Saved data entries:
########

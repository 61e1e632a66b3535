//! Shared harness for the end-to-end scenario tests: spins up the same storage/executor/
//! server stack `tetherd` wires together in `main.rs`, minus the CLI and signal handling,
//! with a scriptable `AgentExecutor` double standing in for the real agent CLI subprocess.

use async_trait::async_trait;
use futures_util::{SinkExt, StreamExt};
use parking_lot::Mutex as PLMutex;
use std::collections::HashMap;
use std::net::SocketAddr;
use std::path::PathBuf;
use std::sync::Arc;
use std::time::Duration;
use tether_core::{Direction, Project, ProjectId, ProjectState};
use tether_executor::{AgentExecutor, ExecutionOutcome, ExecutorError, StateNotifier};
use tether_server::{Broadcaster, ConnectionTable, RateLimiter, ServerConfig, ServerState};
use tether_storage::{LogRegistry, ProjectRegistry, RegistryConfig, RotationPolicy};
use tether_wire::{ExecuteOptions, ServerMessage};
use tokio::net::{TcpListener, TcpStream};
use tokio_tungstenite::tungstenite::Message;
use tokio_tungstenite::{MaybeTlsStream, WebSocketStream};
use tokio_util::sync::CancellationToken;

pub type WsStream = WebSocketStream<MaybeTlsStream<TcpStream>>;

/// What a scripted execution does once it's "running". Configured per project before the
/// triggering `execute` is sent.
pub enum Behavior {
    /// Completes immediately with the given agent output and (optionally) a new session id.
    Complete { messages: Vec<serde_json::Value>, session_id: Option<String> },
    /// Blocks until `kill` cancels it, then reports `PROCESS_KILLED` like a real terminated
    /// child would.
    HangUntilKilled,
}

/// Bridges the executor's state-change callback to the broadcaster, the same way
/// `tether-daemon::notifier::BroadcastNotifier` does in the real binary.
struct TestNotifier {
    broadcaster: Arc<Broadcaster>,
}

impl StateNotifier for TestNotifier {
    fn project_changed(&self, project: &Project) {
        let broadcaster = self.broadcaster.clone();
        let project = project.clone();
        tokio::spawn(async move {
            broadcaster.broadcast(&project.id.clone(), ServerMessage::ProjectState(project)).await;
        });
    }
}

/// A stand-in for `ProcessExecutor` that never spawns a real subprocess. Exercises the same
/// registry/log/notifier calls the real executor makes, so project state transitions,
/// message persistence, and session continuation all behave like production.
pub struct ScriptedExecutor {
    registry: Arc<ProjectRegistry>,
    logs: Arc<LogRegistry>,
    notifier: Arc<dyn StateNotifier>,
    behavior: PLMutex<HashMap<ProjectId, Behavior>>,
    cancels: PLMutex<HashMap<ProjectId, CancellationToken>>,
    observed_args: PLMutex<HashMap<ProjectId, Vec<String>>>,
}

impl ScriptedExecutor {
    pub fn new(registry: Arc<ProjectRegistry>, logs: Arc<LogRegistry>, notifier: Arc<dyn StateNotifier>) -> Self {
        Self {
            registry,
            logs,
            notifier,
            behavior: PLMutex::new(HashMap::new()),
            cancels: PLMutex::new(HashMap::new()),
            observed_args: PLMutex::new(HashMap::new()),
        }
    }

    pub fn set_behavior(&self, project_id: ProjectId, behavior: Behavior) {
        self.behavior.lock().insert(project_id, behavior);
    }

    /// The argument vector the would-be agent CLI was invoked with for its most recent
    /// execution on this project (see `tether_executor::command::build_args`).
    pub fn observed_args(&self, project_id: &ProjectId) -> Option<Vec<String>> {
        self.observed_args.lock().get(project_id).cloned()
    }

    fn transition(&self, project_id: &ProjectId, state: ProjectState) {
        if self.registry.set_state(project_id, state).is_ok() {
            if let Some(project) = self.registry.get(project_id) {
                self.notifier.project_changed(&project);
            }
        }
    }
}

#[async_trait]
impl AgentExecutor for ScriptedExecutor {
    async fn execute(
        &self,
        project_id: &ProjectId,
        prompt: String,
        options: ExecuteOptions,
    ) -> Result<ExecutionOutcome, ExecutorError> {
        let project = self.registry.get(project_id).ok_or(ExecutorError::ProcessNotActive)?;
        let cwd = project.path.to_string_lossy().to_string();
        let args = tether_executor::command::build_args(project.session_id.as_deref(), &cwd, &options, &prompt);
        self.observed_args.lock().insert(project_id.clone(), args);

        self.transition(project_id, ProjectState::Executing);
        let _ = self.logs.append(project_id, Direction::Client, serde_json::json!(prompt));

        match self.behavior.lock().remove(project_id) {
            Some(Behavior::Complete { messages, session_id }) => {
                for message in &messages {
                    let _ = self.logs.append(project_id, Direction::Agent, message.clone());
                }
                if let Some(session_id) = &session_id {
                    let _ = self.registry.update_session(project_id, Some(session_id.clone()));
                }
                self.transition(project_id, ProjectState::Idle);
                Ok(ExecutionOutcome { messages, session_id })
            }
            Some(Behavior::HangUntilKilled) => {
                let cancel = CancellationToken::new();
                self.cancels.lock().insert(project_id.clone(), cancel.clone());
                cancel.cancelled().await;
                self.cancels.lock().remove(project_id);
                self.transition(project_id, ProjectState::Idle);
                Err(ExecutorError::ProcessKilled)
            }
            None => {
                self.transition(project_id, ProjectState::Idle);
                Err(ExecutorError::ProcessNotActive)
            }
        }
    }

    async fn kill(&self, project_id: &ProjectId) -> Result<(), ExecutorError> {
        match self.cancels.lock().get(project_id).cloned() {
            Some(cancel) => {
                cancel.cancel();
                Ok(())
            }
            None => Err(ExecutorError::ProcessNotActive),
        }
    }
}

pub struct Stack {
    pub addr: SocketAddr,
    pub shutdown: CancellationToken,
    pub registry: Arc<ProjectRegistry>,
    pub logs: Arc<LogRegistry>,
    pub executor: Arc<ScriptedExecutor>,
}

/// Wire up registry, logs, executor, and server exactly like `tetherd` does on startup, and
/// start accepting connections on an OS-assigned loopback port.
pub async fn spawn_stack(data_dir: PathBuf, config: ServerConfig) -> Stack {
    let registry =
        Arc::new(ProjectRegistry::load(data_dir.clone(), RegistryConfig::default(), tether_core::SystemClock));
    let logs = Arc::new(LogRegistry::new(data_dir, RotationPolicy::default()));
    let connections = Arc::new(ConnectionTable::new(config.max_connections, config.max_connections_per_ip));
    let broadcaster = Arc::new(Broadcaster::new(connections.clone()));
    let notifier: Arc<dyn StateNotifier> = Arc::new(TestNotifier { broadcaster: broadcaster.clone() });
    let executor = Arc::new(ScriptedExecutor::new(registry.clone(), logs.clone(), notifier));

    let state = Arc::new(ServerState {
        registry: registry.clone(),
        logs: logs.clone(),
        executor: executor.clone() as Arc<dyn AgentExecutor>,
        connections,
        broadcaster,
    });

    let listener = TcpListener::bind("127.0.0.1:0").await.unwrap();
    let addr = listener.local_addr().unwrap();
    let rate_limiter = Arc::new(RateLimiter::new(1000));
    let shutdown = CancellationToken::new();

    tokio::spawn(tether_server::accept_loop(listener, state, Arc::new(config), rate_limiter, shutdown.child_token()));

    Stack { addr, shutdown, registry, logs, executor }
}

pub async fn connect(addr: SocketAddr) -> WsStream {
    let (ws, _) = tokio_tungstenite::connect_async(format!("ws://{addr}")).await.unwrap();
    ws
}

pub async fn send(ws: &mut WsStream, payload: serde_json::Value) {
    ws.send(Message::Text(payload.to_string().into())).await.unwrap();
}

pub async fn recv(ws: &mut WsStream) -> serde_json::Value {
    loop {
        let frame = tokio::time::timeout(Duration::from_secs(2), ws.next())
            .await
            .expect("reply within timeout")
            .expect("stream open")
            .expect("no transport error");
        if let Message::Text(text) = frame {
            return serde_json::from_str(&text).unwrap();
        }
    }
}

/// Collect exactly `n` decoded frames, in arrival order.
pub async fn recv_n(ws: &mut WsStream, n: usize) -> Vec<serde_json::Value> {
    let mut out = Vec::with_capacity(n);
    for _ in 0..n {
        out.push(recv(ws).await);
    }
    out
}
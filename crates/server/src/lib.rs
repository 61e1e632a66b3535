//! The WebSocket-facing half of the system: accepts connections, decodes/dispatches
//! client messages, and fans out project state and agent output to subscribers.

#![cfg_attr(test, allow(clippy::panic))]
#![cfg_attr(test, allow(clippy::unwrap_used))]
#![cfg_attr(test, allow(clippy::expect_used))]

pub mod broadcast;
pub mod config;
pub mod connection;
pub mod connections;
pub mod error;
pub mod rate_limit;
pub mod router;
pub mod stats;

pub use broadcast::Broadcaster;
pub use config::ServerConfig;
pub use connection::accept_loop;
pub use connections::ConnectionTable;
pub use error::ServerError;
pub use rate_limit::RateLimiter;
pub use router::ServerState;
//! Decode-time failures, kept distinct from the `ErrorCode` wire enum so the router can
//! choose `UNKNOWN_MESSAGE_TYPE` vs `VALIDATION_FAILED` without string-matching.

use thiserror::Error;

#[derive(Debug, Error)]
pub enum ProtocolError {
    #[error("unknown message type: {0}")]
    UnknownType(String),
    #[error("malformed message: {0}")]
    Malformed(String),
}

impl ProtocolError {
    pub fn code(&self) -> tether_core::ErrorCode {
        match self {
            ProtocolError::UnknownType(_) => tether_core::ErrorCode::UnknownMessageType,
            ProtocolError::Malformed(_) => tether_core::ErrorCode::ValidationFailed,
        }
    }
}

########

> **EXERCISE BRIEF**: Give the number of lines in the data that contain "CancellationToken", with no other words.

> **EXERCISE RESULT**: 5